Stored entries

------

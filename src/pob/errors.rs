//! Path of Building import errors.

use thiserror::Error;

#[derive(Debug, Error)]
pub enum PobError {
    /// The build string is not valid base64 in either alphabet.
    #[error("invalid base64-encoded PoB string: {reason}")]
    InvalidBase64 { reason: String },

    /// The decoded payload is not a zlib stream.
    #[error("unable to decompress PoB data: {reason}")]
    Decompress { reason: String },

    /// The inflated payload is not well-formed XML.
    #[error("unable to parse PoB XML data: {reason}")]
    Xml { reason: String },
}

impl From<quick_xml::Error> for PobError {
    fn from(e: quick_xml::Error) -> Self {
        PobError::Xml {
            reason: e.to_string(),
        }
    }
}
//! RePoE game-data export: download, indexed lookups and mod analysis for a
//! given item base.

pub mod analyzer;
pub mod data;
pub mod download;
pub mod errors;

pub use analyzer::{CraftingAnalyzer, ItemAnalysis, ModAnalysis, StatRange};
pub use data::{
    repoe_data_root, BaseDescription, BenchCostEntry, BenchOption, ModTier, RePoEData,
    SpawnWeightBreakdown, TierBreakdown, REPOE_DEFAULT_BRANCH,
};
pub use download::{download_repoe_data, remote_files, remote_url, RePoEDownload, DEFAULT_REMOTE_FILES, REPOE_REPOSITORY};
pub use errors::RePoEError;
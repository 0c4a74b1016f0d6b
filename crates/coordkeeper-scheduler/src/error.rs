//! Error type for the scheduler crate.

use thiserror::Error;

/// Result type used throughout `coordkeeper-scheduler`.
pub type Result<T> = std::result::Result<T, SchedulerError>;

/// Errors surfaced by `Check`/`Change` execution, the lifecycle state
/// machine, and disk-imbalance rebalancing.
#[derive(Debug, Error)]
pub enum SchedulerError {
    /// A coordination-store operation failed in a way the scheduler cannot
    /// recover from on its own (most transient failures are already
    /// absorbed by `CoordinationClient`'s own retry loop).
    #[error("coordination error: {0}")]
    Coordination(#[from] coordkeeper_core::CoreError),

    /// The broker subprocess could not be started or stopped.
    #[error("broker process error: {0}")]
    Process(String),

    /// The broker properties file could not be read or written.
    #[error("broker properties error: {0}")]
    Properties(String),
}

------

*WHAT IS BEING ASKED:*
All that is wanted is the line with "pub enum SchedulerError" and every later line in the entries, reproduced exactly.

*COMPLETED EXERCISE:*
pub enum SchedulerError {
    /// A coordination-store operation failed in a way the scheduler cannot
    /// recover from on its own (most transient failures are already
    /// absorbed by `CoordinationClient`'s own retry loop).
    #[error("coordination error: {0}")]
    Coordination(#[from] coordkeeper_core::CoreError),

    /// The broker subprocess could not be started or stopped.
    #[error("broker process error: {0}")]
    Process(String),

    /// The broker properties file could not be read or written.
    #[error("broker properties error: {0}")]
    Properties(String),
}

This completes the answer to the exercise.